Would you return, word for word, the lines of the data below from the line with "assert!(receipt.student.fees_paid);" through the line with "assert!(event.fees_paid);", and no others?

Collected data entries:
********************

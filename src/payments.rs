//! Simulated fee payment.
//!
//! No gateway is contacted: a well-formed request always succeeds. The student
//! is written (and flushed) first, the broadcast goes out second, so subscribers
//! never hear about a payment the store does not have.

use std::fmt;
use std::sync::Arc;

use chrono::Utc;
use rand::Rng;
use serde::de::{self, Deserializer};
use serde::{Deserialize, Serialize};
use tracing::info;
use utoipa::ToSchema;
use uuid::Uuid;

use crate::broadcast::Broadcaster;
use crate::error::AppError;
use crate::models::{PaymentMethod, PaymentRecord, PaymentUpdate, StudentView};
use crate::storage::StudentStore;

const TXN_PREFIX: &str = "TXN";
const TXN_SUFFIX_LEN: usize = 9;
const BASE36: &[u8] = b"0123456789abcdefghijklmnopqrstuvwxyz";

/// `TXN` + unix millis + 9 random base36 chars.
pub fn generate_transaction_id() -> String {
    let mut rng = rand::thread_rng();
    let suffix: String = (0..TXN_SUFFIX_LEN)
        .map(|_| BASE36[rng.gen_range(0..BASE36.len())] as char)
        .collect();
    format!("{}{}{}", TXN_PREFIX, Utc::now().timestamp_millis(), suffix)
}

/// Payment form as submitted. Card fields are checked for shape only and never stored.
#[derive(Serialize, Deserialize, Clone, ToSchema)]
#[serde(rename_all = "camelCase")]
pub struct PaymentRequest {
    #[serde(deserialize_with = "number_or_numeric_string")]
    pub amount: f64,
    pub payment_method: PaymentMethod,
    #[serde(default, skip_serializing_if = "Option::is_none")]
    pub card_number: Option<String>,
    #[serde(default, skip_serializing_if = "Option::is_none")]
    pub expiry_date: Option<String>,
    #[serde(default, skip_serializing_if = "Option::is_none")]
    pub cvv: Option<String>,
    #[serde(default, skip_serializing_if = "Option::is_none")]
    pub cardholder_name: Option<String>,
}

impl fmt::Debug for PaymentRequest {
    fn fmt(&self, f: &mut fmt::Formatter<'_>) -> fmt::Result {
        f.debug_struct("PaymentRequest")
            .field("amount", &self.amount)
            .field("payment_method", &self.payment_method)
            .field("card", &self.card_number.as_ref().map(|_| "<redacted>"))
            .finish()
    }
}

// Web forms post the amount as a string
fn number_or_numeric_string<'de, D: Deserializer<'de>>(deserializer: D) -> Result<f64, D::Error> {
    #[derive(Deserialize)]
    #[serde(untagged)]
    enum Amount {
        Number(f64),
        Text(String),
    }

    match Amount::deserialize(deserializer)? {
        Amount::Number(n) => Ok(n),
        Amount::Text(s) => s.trim().parse().map_err(de::Error::custom),
    }
}

fn digits(value: &str) -> Option<String> {
    let digits: String = value.chars().filter(|c| !matches!(c, ' ' | '-')).collect();
    (!digits.is_empty() && digits.chars().all(|c| c.is_ascii_digit())).then_some(digits)
}

fn valid_expiry(value: &str) -> bool {
    let Some((month, year)) = value.trim().split_once('/') else {
        return false;
    };
    let month_ok = month.len() == 2 && matches!(month.parse::<u8>(), Ok(1..=12));
    let year_ok = year.len() == 2 && year.chars().all(|c| c.is_ascii_digit());
    month_ok && year_ok
}

impl PaymentRequest {
    pub fn validate(&self) -> Result<(), AppError> {
        if !self.amount.is_finite() || self.amount <= 0.0 {
            return Err(AppError::Validation("Amount must be a positive number".into()));
        }
        if !self.payment_method.requires_card() {
            return Ok(());
        }

        let card = self.card_number.as_deref().and_then(digits);
        if !matches!(card.as_ref().map(String::len), Some(12..=19)) {
            return Err(AppError::Validation("Card number must be 12-19 digits".into()));
        }
        if !self.expiry_date.as_deref().is_some_and(valid_expiry) {
            return Err(AppError::Validation("Expiry date must be MM/YY".into()));
        }
        let cvv = self.cvv.as_deref().and_then(digits);
        if !matches!(cvv.as_ref().map(String::len), Some(3..=4)) {
            return Err(AppError::Validation("CVV must be 3 or 4 digits".into()));
        }
        Ok(())
    }
}

#[derive(Serialize, Deserialize, Debug, Clone, ToSchema)]
#[serde(rename_all = "camelCase")]
pub struct PaymentReceipt {
    pub transaction_id: String,
    pub student: StudentView,
}

pub struct PaymentProcessor {
    store: Arc<dyn StudentStore>,
    broadcaster: Broadcaster,
}

impl PaymentProcessor {
    pub fn new(store: Arc<dyn StudentStore>, broadcaster: Broadcaster) -> Self {
        Self { store, broadcaster }
    }

    /// Records a payment for an already-authenticated student and announces it.
    ///
    /// Emits exactly one [`PaymentUpdate`] on success and none on any failure.
    pub async fn process(&self, student_id: Uuid, req: PaymentRequest) -> Result<PaymentReceipt, AppError> {
        req.validate()?;

        let record = PaymentRecord {
            amount: req.amount,
            date: Utc::now(),
            payment_method: req.payment_method,
            transaction_id: generate_transaction_id(),
        };

        let student = self.store.append_payment(student_id, &record).await?;
        let subscribers = self.broadcaster.publish(PaymentUpdate::from(&student));

        info!(
            student_id = %student.id,
            transaction_id = %record.transaction_id,
            amount = record.amount,
            subscribers,
            "payment processed"
        );

        Ok(PaymentReceipt {
            transaction_id: record.transaction_id,
            student: student.view(),
        })
    }
}

#[cfg(test)]
mod tests {
    use super::*;
    use crate::models::Student;
    use crate::storage::{ProfileChanges, StoreError, Storage};
    use async_trait::async_trait;
    use std::collections::HashSet;

    /// Delegates to a real store but loses the disk on every payment write.
    struct FailingStore(Storage);

    #[async_trait]
    impl StudentStore for FailingStore {
        async fn insert_student(&self, student: &Student) -> Result<(), StoreError> {
            self.0.insert_student(student).await
        }
        async fn get_student(&self, id: Uuid) -> Result<Option<Student>, StoreError> {
            self.0.get_student(id).await
        }
        async fn find_by_email(&self, email: &str) -> Result<Option<Student>, StoreError> {
            self.0.find_by_email(email).await
        }
        async fn list_students(&self) -> Result<Vec<Student>, StoreError> {
            self.0.list_students().await
        }
        async fn update_profile(&self, id: Uuid, changes: &ProfileChanges) -> Result<Student, StoreError> {
            self.0.update_profile(id, changes).await
        }
        async fn append_payment(&self, _id: Uuid, _record: &PaymentRecord) -> Result<Student, StoreError> {
            Err(StoreError::Sled(sled::Error::Io(std::io::Error::new(
                std::io::ErrorKind::Other,
                "disk gone",
            ))))
        }
    }

    fn card_request(amount: f64) -> PaymentRequest {
        PaymentRequest {
            amount,
            payment_method: PaymentMethod::Credit,
            card_number: Some("4111 1111 1111 1111".into()),
            expiry_date: Some("12/29".into()),
            cvv: Some("123".into()),
            cardholder_name: Some("Asha".into()),
        }
    }

    async fn seeded(store: &dyn StudentStore) -> Student {
        let student = Student::new("Asha".into(), "asha@x.com".into(), "hash".into());
        store.insert_student(&student).await.unwrap();
        student
    }

    fn is_transaction_id(id: &str) -> bool {
        let Some(rest) = id.strip_prefix("TXN") else {
            return false;
        };
        if rest.len() <= TXN_SUFFIX_LEN {
            return false;
        }
        let (millis, suffix) = rest.split_at(rest.len() - TXN_SUFFIX_LEN);
        millis.chars().all(|c| c.is_ascii_digit()) && suffix.chars().all(|c| c.is_ascii_alphanumeric())
    }

    #[tokio::test]
    async fn test_payment_updates_student_and_broadcasts_once() {
        let storage = Arc::new(Storage::temporary().unwrap());
        let broadcaster = Broadcaster::default();
        let mut sub = broadcaster.subscribe();
        let processor = PaymentProcessor::new(storage.clone(), broadcaster);
        let student = seeded(storage.as_ref()).await;

        let receipt = processor.process(student.id, card_request(5000.0)).await.unwrap();
        assert!(is_transaction_id(&receipt.transaction_id), "{}", receipt.transaction_id);
        assert!(receipt.student.fees_paid);

        let stored = storage.get_student(student.id).await.unwrap().unwrap();
        assert!(stored.fees_paid);
        assert_eq!(stored.payment_history.len(), 1);
        assert_eq!(stored.payment_history[0].transaction_id, receipt.transaction_id);
        assert_eq!(stored.payment_history[0].amount, 5000.0);

        let event = sub.try_next().expect("one event");
        assert_eq!(event.student_id, student.id);
        assert!(event.fees_paid);
        assert_eq!(sub.try_next(), None);
    }

    #[tokio::test]
    async fn test_second_payment_keeps_paid_and_appends() {
        let storage = Arc::new(Storage::temporary().unwrap());
        let processor = PaymentProcessor::new(storage.clone(), Broadcaster::default());
        let student = seeded(storage.as_ref()).await;

        let first = processor.process(student.id, card_request(2500.0)).await.unwrap();
        let upi = PaymentRequest {
            amount: 2500.0,
            payment_method: PaymentMethod::Upi,
            card_number: None,
            expiry_date: None,
            cvv: None,
            cardholder_name: None,
        };
        let second = processor.process(student.id, upi).await.unwrap();
        assert_ne!(first.transaction_id, second.transaction_id);

        let stored = storage.get_student(student.id).await.unwrap().unwrap();
        assert!(stored.fees_paid);
        let ids: Vec<_> = stored.payment_history.iter().map(|r| r.transaction_id.clone()).collect();
        assert_eq!(ids, vec![first.transaction_id, second.transaction_id]);
    }

    #[tokio::test]
    async fn test_no_event_when_persistence_fails() {
        let store = Arc::new(FailingStore(Storage::temporary().unwrap()));
        let broadcaster = Broadcaster::default();
        let mut sub = broadcaster.subscribe();
        let processor = PaymentProcessor::new(store.clone(), broadcaster);
        let student = seeded(store.as_ref()).await;

        let err = processor.process(student.id, card_request(5000.0)).await.unwrap_err();
        assert!(matches!(err, AppError::Server(_)));
        assert_eq!(sub.try_next(), None);

        let stored = store.get_student(student.id).await.unwrap().unwrap();
        assert!(!stored.fees_paid);
    }

    #[tokio::test]
    async fn test_unknown_student() {
        let storage = Arc::new(Storage::temporary().unwrap());
        let broadcaster = Broadcaster::default();
        let mut sub = broadcaster.subscribe();
        let processor = PaymentProcessor::new(storage, broadcaster);

        let err = processor.process(Uuid::new_v4(), card_request(5000.0)).await.unwrap_err();
        assert!(matches!(err, AppError::StudentNotFound));
        assert_eq!(sub.try_next(), None);
    }

    #[test]
    fn test_validation() {
        assert!(card_request(5000.0).validate().is_ok());
        assert!(card_request(0.0).validate().is_err());
        assert!(card_request(-10.0).validate().is_err());
        assert!(card_request(f64::NAN).validate().is_err());

        let mut short_card = card_request(100.0);
        short_card.card_number = Some("4111".into());
        assert!(short_card.validate().is_err());

        let mut bad_expiry = card_request(100.0);
        bad_expiry.expiry_date = Some("13/29".into());
        assert!(bad_expiry.validate().is_err());

        let mut bad_cvv = card_request(100.0);
        bad_cvv.cvv = Some("12a".into());
        assert!(bad_cvv.validate().is_err());

        let mut missing = card_request(100.0);
        missing.card_number = None;
        assert!(matches!(missing.validate(), Err(AppError::Validation(_))));
    }

    #[test]
    fn test_amount_accepts_form_strings() {
        let req: PaymentRequest =
            serde_json::from_str(r#"{"amount":"5000","paymentMethod":"upi"}"#).unwrap();
        assert_eq!(req.amount, 5000.0);
        let req: PaymentRequest =
            serde_json::from_str(r#"{"amount":1250.5,"paymentMethod":"debit"}"#).unwrap();
        assert_eq!(req.amount, 1250.5);
        assert!(serde_json::from_str::<PaymentRequest>(r#"{"amount":"lots","paymentMethod":"upi"}"#).is_err());
    }

    #[test]
    fn test_transaction_ids_are_unique_and_well_formed() {
        let ids: HashSet<String> = (0..1000).map(|_| generate_transaction_id()).collect();
        assert_eq!(ids.len(), 1000);
        assert!(ids.iter().all(|id| is_transaction_id(id)));
    }

    #[test]
    fn test_debug_redacts_card() {
        let rendered = format!("{:?}", card_request(10.0));
        assert!(!rendered.contains("4111"));
        assert!(!rendered.contains("123"));
    }
}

********************

WRITTEN ANSWER =
        assert!(receipt.student.fees_paid);

        let stored = storage.get_student(student.id).await.unwrap().unwrap();
        assert!(stored.fees_paid);
        assert_eq!(stored.payment_history.len(), 1);
        assert_eq!(stored.payment_history[0].transaction_id, receipt.transaction_id);
        assert_eq!(stored.payment_history[0].amount, 5000.0);

        let event = sub.try_next().expect("one event");
        assert_eq!(event.student_id, student.id);
        assert!(event.fees_paid);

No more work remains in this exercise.